Question

Choosing enrichment analysis tool

0

Entering edit mode

2 days ago

Marlene • 0

So I have been exploring the comorbidity of 2 neurodevelopmental disorders, by curating high confidence gene list. Let's call them A and B and as of now, they have 1270 and 250 genes respectively. I want to perform enrichment analysis on the individual lists first, and then perform a combined analysis to explore unique and shared pathways or processes. I explored using the 'multiple gene list' option in metascape. Does anybody have any suggestions or ideas?

DAVID Metascape Enrichr • 243 views

ADD COMMENT • link updated 4 hours ago by i.sudbery 22k • written 2 days ago by Marlene • 0

0

Entering edit mode

How have these gene lists been obtained?

ADD REPLY • link 1 day ago by i.sudbery 22k

0

Entering edit mode

From databases dedicated to the specific disorder, GWAS catalog, Disgenet, OMIM and Literature searches across Pubmed.

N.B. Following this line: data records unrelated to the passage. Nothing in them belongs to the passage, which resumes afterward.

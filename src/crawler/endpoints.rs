//! Typed scrape endpoints (§4.E), grounded on the pagination-loop and
//! tolerant-response-shape idioms in
//! `examples/cooprefr-bettersys/.../scrapers/dome_rest.rs`, adapted to the
//! auction API's endpoint family named in SPEC_FULL.md §6.

use serde_json::Value;

use crate::config::EndpointConfig;
use crate::crawler::base::CrawlerSession;

/// Accepts: a bare array; `{data|list|records: [...]}`; `{bids|records|list: [...]}`
/// (treated the same as above); or `{data: {<key>: [...]}}` where the first
/// array-valued entry wins. The last shape is flagged per SPEC_FULL.md §9.
pub fn normalize_list(value: &Value) -> Vec<Value> {
    if let Some(arr) = value.as_array() {
        return arr.clone();
    }
    let Some(obj) = value.as_object() else {
        return Vec::new();
    };
    for key in ["data", "list", "records", "bids"] {
        if let Some(arr) = obj.get(key).and_then(Value::as_array) {
            return arr.clone();
        }
    }
    if let Some(Value::Object(inner)) = obj.get("data") {
        for (_k, v) in inner.iter() {
            if let Some(arr) = v.as_array() {
                tracing::warn!("ledger response used non-canonical {{data:{{<key>:[...]}}}} shape");
                return arr.clone();
            }
        }
    }
    Vec::new()
}

fn params_vec(cfg: &EndpointConfig) -> Vec<(&str, &str)> {
    cfg.params_template
        .iter()
        .map(|(k, v)| (k.as_str(), v.as_str()))
        .collect()
}

/// `crawl_all`: paginate `pageno` from 1 at fixed `pagesize` until a short or
/// empty page is returned.
pub fn crawl_all_auctions(session: &CrawlerSession, cfg: &EndpointConfig) -> Vec<Value> {
    let mut out = Vec::new();
    let mut pageno = 1u32;
    loop {
        let pageno_s = pageno.to_string();
        let pagesize_s = cfg.pagesize.to_string();
        let mut params = params_vec(cfg);
        params.push(("pageno", &pageno_s));
        params.push(("pagesize", &pagesize_s));

        let Some(resp) = session.fetch(&cfg.url_template, &params, &[]) else {
            tracing::warn!(pageno, "auction list page fetch failed, stopping pagination");
            break;
        };
        let body: Value = match resp.json() {
            Ok(v) => v,
            Err(e) => {
                tracing::warn!(error = %e, "auction list page: bad json");
                break;
            }
        };
        let page = normalize_list(&body);
        let page_len = page.len();
        out.extend(page);
        if page_len == 0 || (page_len as u32) < cfg.pagesize {
            break;
        }
        pageno += 1;
    }
    out
}

pub fn fetch_sections(session: &CrawlerSession, cfg: &EndpointConfig, auction_id: i64) -> Vec<Value> {
    let auction_id_s = auction_id.to_string();
    let mut params = params_vec(cfg);
    params.push(("auction_id", &auction_id_s));
    match session.fetch(&cfg.url_template, &params, &[]) {
        Some(resp) => resp
            .json::<Value>()
            .map(|v| normalize_list(&v))
            .unwrap_or_else(|e| {
                tracing::warn!(error = %e, "sections: bad json");
                Vec::new()
            }),
        None => Vec::new(),
    }
}

pub fn fetch_pigeons(
    session: &CrawlerSession,
    cfg: &EndpointConfig,
    auction_id: i64,
    section_id: i64,
) -> Vec<Value> {
    let auction_id_s = auction_id.to_string();
    let section_id_s = section_id.to_string();
    let mut params = params_vec(cfg);
    params.push(("auction_id", &auction_id_s));
    params.push(("section_id", &section_id_s));
    match session.fetch(&cfg.url_template, &params, &[]) {
        Some(resp) => resp
            .json::<Value>()
            .map(|v| normalize_list(&v))
            .unwrap_or_else(|e| {
                tracing::warn!(error = %e, "pigeons: bad json");
                Vec::new()
            }),
        None => Vec::new(),
    }
}

#[derive(Debug, Clone)]
pub struct CurrentLotInfo {
    pub id: i64,
    pub footring: Option<String>,
    pub matchername: Option<String>,
}

pub fn fetch_current_lot(session: &CrawlerSession, cfg: &EndpointConfig) -> Option<CurrentLotInfo> {
    let params = params_vec(cfg);
    let resp = session.fetch(&cfg.url_template, &params, &[])?;
    let body: Value = resp.json().ok()?;
    let id = body.get("id")?.as_i64()?;
    Some(CurrentLotInfo {
        id,
        footring: body
            .get("footring")
            .and_then(Value::as_str)
            .map(str::to_string),
        matchername: body
            .get("matchername")
            .and_then(Value::as_str)
            .map(str::to_string),
    })
}

pub fn get_bids_for_pigeon(session: &CrawlerSession, cfg: &EndpointConfig, pid: i64) -> Vec<Value> {
    let pid_s = pid.to_string();
    let url = cfg.url_template.replace("{pid}", &pid_s);
    let params = params_vec(cfg);
    match session.fetch(&url, &params, &[]) {
        Some(resp) => resp
            .json::<Value>()
            .map(|v| normalize_list(&v))
            .unwrap_or_else(|e| {
                tracing::warn!(error = %e, "ledger: bad json");
                Vec::new()
            }),
        None => Vec::new(),
    }
}

#[cfg(test)]
mod tests {
    use super::*;
    use serde_json::json;

    #[test]
    fn normalizes_bare_array() {
        assert_eq!(normalize_list(&json!([1, 2])).len(), 2);
    }

    #[test]
    fn normalizes_data_field() {
        assert_eq!(normalize_list(&json!({"data": [1,2,3]})).len(), 3);
    }

    #[test]
    fn normalizes_records_field() {
        assert_eq!(normalize_list(&json!({"records": [1]})).len(), 1);
    }

    #[test]
    fn normalizes_nested_data_dict() {
        let v = json!({"data": {"foo": [], "bar": [1,2]}});
        assert_eq!(normalize_list(&v).len(), 2);
    }

    #[test]
    fn unrecognized_shape_is_empty() {
        assert_eq!(normalize_list(&json!({"nope": 1})).len(), 0);
    }
}
</content>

ADD REPLY • link 10 hours ago by Marlene • 0

score 0 · Answer 1 · 2025-10-15

Standard enrichement tools, like Metascape, Enrichr or David assume that under a model of no pathway being particularly involved in what you are studying, all genes are as likely to appear in your gene lists as all others. This assumption is violated to a greater or lesser extent in datasets from different sources.

However, the data source under which we see the biggest violation of this assumption is when examining which genes have mutations in disease. The reasons for this are two fold:

Firstly longer genes are more likely to have mutations or SNPs in them. Some gene-sets are also systematically biased towards longer genes (neuronally associated genes are the classic example).
Secondly, some genes will be well tagged by SNPs typed in GWAS studies, while others will be less so. Any similar bias in the assignment of genes to pathways (i.e. if some pathways tend to contain better tagged genes than others) will bias your results.
Some genes are better studied than others. Such better studied genes are more likely to have recorded disease associations when including data from non-systematic approches (e.g. OMIM or Lit Searches).

As a result of this, each data source requires a different approach to testing enrichment. There are several algorithms designed specifically for testing pathway enrichment from GWAS results.

Examples include SSEA, GSA-SNP2, MAGMA and Pascal, although, as far as I'm aware none of these have web interfaces, and all take full GWAS summary statistics, rather than lists of associated genes.

I know of no method that corrects for the final type of bias. So for genes from the literature, perhaps it is worth just using standard enrichment tools, being aware that these are likely to be bias. I would never use these tools for genes from GWAS, WGA or Exome studies though.